Com honra, ele faz uma ponte entre o mundo tradicional e o moderno. O Maestro José já curou centenas de pessoas em várias comunidades locais da floresta tropical e em centros de cura ocidentais em todo o Peru. Hoje, ele dirige seu próprio e respeitado centro de cura, o Shipibo Rao, localizado próximo a Pucallpa, onde guia pessoalmente pacientes ocidentais.

Detentor de um dom único para comunicar sua sabedoria profunda, ele é frequentemente convidado a falar em encontros etnobotânicos e multiculturais globais. Em 2024, coautorou o livro "Plantas Que Têm Mães", compartilhando insights profundos sobre as plantas, seus poderes de cura e nossa relação com elas, tanto sob a perspectiva indígena quanto a ocidental.

O Maestro José assume seu papel de serviço com benevolência, ternura e força. Seu trabalho transformador é oferecido com profundo amor e gratidão pelos espíritos das plantas que o guiam perpetuamente.

Ninawa Pai da Mata
Presidente do Instituto Sociocultural Huni Kuin e Liderança Espiritual Huni Kuin

Ninawa Pai da Mata é um grande líder espiritual do Povo Huni Kuin e reside na Aldeia Novo Futuro, no Território Indígena Kaxinawá do Rio Humaitá, no município de Tarauacá, Acre. Como liderança Huni Kuin, Ninawa tem sido um grande precursor no resgate da língua Hãtxa Kuin e atua como professor das dietas sagradas do seu povo.
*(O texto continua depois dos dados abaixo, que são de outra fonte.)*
use std::fmt;
use std::str::FromStr;
use std::sync::{Arc, Mutex, MutexGuard, PoisonError};

use serde::{Deserialize, Serialize};

use crate::core::{ConsoleLog, EventBus};
use crate::launch::error::LaunchError;
use crate::launch::script::LaunchScript;
use crate::launch::sequencer::LaunchSequencer;
use crate::launch::state::LaunchState;
use crate::launch::trigger::StepTrigger;

/// How steps are triggered.
#[derive(Debug, Clone, Copy, Default, PartialEq, Eq, Serialize, Deserialize)]
#[serde(rename_all = "camelCase")]
pub enum LaunchMode {
    /// Fixed offsets, no hardware needed.
    #[default]
    Mock,
    /// Offsets plus telemetry conditions from the open port.
    Live,
}

impl fmt::Display for LaunchMode {
    fn fmt(&self, f: &mut fmt::Formatter<'_>) -> fmt::Result {
        f.write_str(match self {
            LaunchMode::Mock => "mock",
            LaunchMode::Live => "live",
        })
    }
}

impl FromStr for LaunchMode {
    type Err = String;

    fn from_str(s: &str) -> Result<Self, Self::Err> {
        match s.trim().to_ascii_lowercase().as_str() {
            "mock" => Ok(LaunchMode::Mock),
            "live" => Ok(LaunchMode::Live),
            other => Err(format!("unknown launch mode '{other}' (expected mock or live)")),
        }
    }
}

/// # Launch Controller
///
/// Holds the current (or most recent) run and builds a fresh
/// `LaunchSequencer` for every `start`.
pub struct LaunchController {
    console: Arc<ConsoleLog>,
    bus: EventBus,
    current: Mutex<Option<Arc<LaunchSequencer>>>,
}

impl LaunchController {
    /// Creates a controller with no run.
    pub fn new(console: Arc<ConsoleLog>, bus: EventBus) -> Self {
        Self {
            console,
            bus,
            current: Mutex::new(None),
        }
    }

    /// Starts a run of `script`. `trigger` is only built once no other run is
    /// active. Every failure is also appended to the console.
    pub fn start<F>(&self, script: Arc<LaunchScript>, trigger: F) -> Result<Arc<LaunchSequencer>, LaunchError>
    where
        F: FnOnce() -> Result<Box<dyn StepTrigger>, LaunchError>,
    {
        let result = self.start_locked(script, trigger);
        if let Err(err) = &result {
            log::warn!("Launch rejected: {}", err);
            self.console.error(err.to_string());
        }
        result
    }

    fn start_locked<F>(&self, script: Arc<LaunchScript>, trigger: F) -> Result<Arc<LaunchSequencer>, LaunchError>
    where
        F: FnOnce() -> Result<Box<dyn StepTrigger>, LaunchError>,
    {
        let mut current = self.lock();
        if current.as_ref().is_some_and(|run| run.is_active()) {
            return Err(LaunchError::AlreadyRunning);
        }
        let trigger = trigger()?;
        let run = Arc::new(LaunchSequencer::new(script, Arc::clone(&self.console), self.bus.clone()));
        run.start(trigger)?;
        *current = Some(Arc::clone(&run));
        Ok(run)
    }

    /// Aborts the active run. Returns `false` when nothing is running.
    pub fn abort(&self) -> bool {
        self.lock().as_ref().is_some_and(|run| run.abort())
    }

    /// State of the current run, `Idle` before the first one.
    pub fn state(&self) -> LaunchState {
        self.lock().as_ref().map_or(LaunchState::Idle, |run| run.state())
    }

    /// The run flag.
    pub fn is_running(&self) -> bool {
        self.state() == LaunchState::Running
    }

    /// The current or most recent run.
    pub fn current(&self) -> Option<Arc<LaunchSequencer>> {
        self.lock().clone()
    }

    fn lock(&self) -> MutexGuard<'_, Option<Arc<LaunchSequencer>>> {
        self.current.lock().unwrap_or_else(PoisonError::into_inner)
    }
}
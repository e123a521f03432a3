use std::fmt;
use std::str::FromStr;

pub const HELP: &str = "\
Commands:
  ports              list serial ports and their state
  open <port>        open a port and start streaming telemetry
  close              close the open port
  start              start the launch sequence
  abort              abort the running launch sequence
  status             print the status bar
  parsed on|off      show or hide every decoded telemetry record
  help               this text
  quit               exit the console";

/// One operator command typed on stdin.
#[derive(Debug, Clone, PartialEq, Eq)]
pub enum Command {
    Ports,
    Open(String),
    Close,
    Start,
    Abort,
    Status,
    Parsed(bool),
    Help,
    Quit,
}

#[derive(Debug, Clone, PartialEq, Eq)]
pub struct CommandError(String);

impl fmt::Display for CommandError {
    fn fmt(&self, f: &mut fmt::Formatter<'_>) -> fmt::Result {
        write!(f, "{} (type 'help' for commands)", self.0)
    }
}

impl std::error::Error for CommandError {}

impl FromStr for Command {
    type Err = CommandError;

    fn from_str(line: &str) -> Result<Self, Self::Err> {
        let mut words = line.split_whitespace();
        let Some(verb) = words.next() else {
            return Err(CommandError("empty command".into()));
        };
        let arg = words.next();
        if words.next().is_some() {
            return Err(CommandError(format!("too many arguments for '{verb}'")));
        }

        let no_arg = |command: Command| match arg {
            None => Ok(command),
            Some(extra) => Err(CommandError(format!("'{verb}' takes no argument, got '{extra}'"))),
        };

        match verb.to_ascii_lowercase().as_str() {
            "ports" | "ls" => no_arg(Command::Ports),
            "open" => arg
                .map(|port| Command::Open(port.to_string()))
                .ok_or_else(|| CommandError("usage: open <port>".into())),
            "close" => no_arg(Command::Close),
            "start" | "launch" => no_arg(Command::Start),
            "abort" => no_arg(Command::Abort),
            "status" => no_arg(Command::Status),
            "parsed" => match arg.map(str::to_ascii_lowercase).as_deref() {
                Some("on") => Ok(Command::Parsed(true)),
                Some("off") => Ok(Command::Parsed(false)),
                _ => Err(CommandError("usage: parsed on|off".into())),
            },
            "help" | "?" => no_arg(Command::Help),
            "quit" | "exit" => no_arg(Command::Quit),
            other => Err(CommandError(format!("unknown command '{other}'"))),
        }
    }
}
É autor de muitos rezos sagrados e uma figura pioneira na condução de cerimônias espirituais Huni Kuin com as Medicinas da Floresta fora do Brasil. Além de liderar o grande Festival Eskawatã Kayawai, ele está presente nas Conferências Indígenas da Ayahuasca desde a sua primeira edição, contribuindo para o debate e o fortalecimento das tradições Indígenas.

Benki Piyãko
Presidente do Instituto Yorenka Tasorentsi e Liderança Ashaninka

Benki Piyãko é uma importante liderança do Povo Ashaninka do Rio Amônia, amplamente reconhecido como empreendedor social, ativista ambiental e defensor dos direitos humanos. Além de ser um líder espiritual Indígena, ele é um dos criadores da Conferência Indígena da Ayahuasca. Como Presidente do Instituto Yorenka Tasorentsi, em Marechal Thaumaturgo, Estado do Acre, ele desenvolve atividades de reflorestamento de áreas degradadas, piscicultura, e a formação e conscientização da sociedade local e global sobre a proteção ambiental e o fortalecimento cultural Indígena.

Como guardião das tradições ancestrais de seu povo, Benki se empenha em transmitir conhecimentos sobre a floresta, a medicina tradicional e a espiritualidade Ashaninka. Ele é uma voz influente em fóruns nacionais e internacionais e coordena iniciativas locais e globais voltadas para a proteção ambiental, incluindo a preservação das nascentes dos rios e o fortalecimento das comunidades Indígenas, tanto no Brasil quanto em outros países. Além disso, é amplamente reconhecido por sua sabedoria, habilidade de diálogo e compromisso inabalável com a preservação do patrimônio ambiental e cultural do planeta.